Whether N6-methyladenosine (m6A) is involved in biliary atresia (BA) remains undefined. Herein, we comprehensively evaluated the m6A profile in BA. When compared with normal controls, BA had an elevated m6A level with upregulated m6A writers. The m6A level was correlated with liver function, stage of fibrosis and jaundice clearance in BA. Methylated RNA immunoprecipitation sequencing (MeRIP-seq) demonstrated an altered m6A topology in BA. MeRIP-seq and RNA sequencing filtered out 130 m6A-modified genes, which were enriched in fibrogenetic pathways. MeRIP-qPCR in vivo and interventions of LX-2 and primary HSCs in vitro validated the regulatory role of m6A on COL1A1 and THY1. THY1+ myofibroblasts expanded in portal area of BA, and highly expressed profibrogenic genes (COL1A1, MMP2, PDGFRA, and DCN).

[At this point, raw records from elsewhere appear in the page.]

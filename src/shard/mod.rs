//! Shard Module
//!
//! Routing model for the copies of a shard: identifiers, routing entries,
//! active-copy requirements and the per-write replication group.

mod routing;
mod active;
mod group;

pub use routing::{AllocationId, IndexShardRoutingTable, ShardId, ShardRouting, ShardRoutingState};
pub use active::ActiveShardCount;
pub use group::ReplicationGroup;

/// Sequence number of an operation on a shard
pub type SeqNo = i64;

/// Sequence number not yet assigned
pub const UNASSIGNED_SEQ_NO: SeqNo = -2;

/// No operations have been performed on the shard yet
pub const NO_OPS_PERFORMED: SeqNo = -1;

THY1 was correlated with liver fibrosis and jaundice clearance in BA. Bulk array (GSE46960, GSE15235), single-cell RNA sequencing (GSE136103), primary HSC interventions, and co-immunoprecipitation revealed that THY1 was correlated with extracellular matrix organization, promoted HSC activation, showed higher interactions with integrins on myeloid cells in cholestatic fibrosis, and was correlated with native liver survival in BA. Our study highlights the significance of m6A in BA-induced liver fibrogenesis by regulating THY1, shedding new light on the novel therapies to alleviate liver fibrosis by targeting m6A/THY1 axis in BA.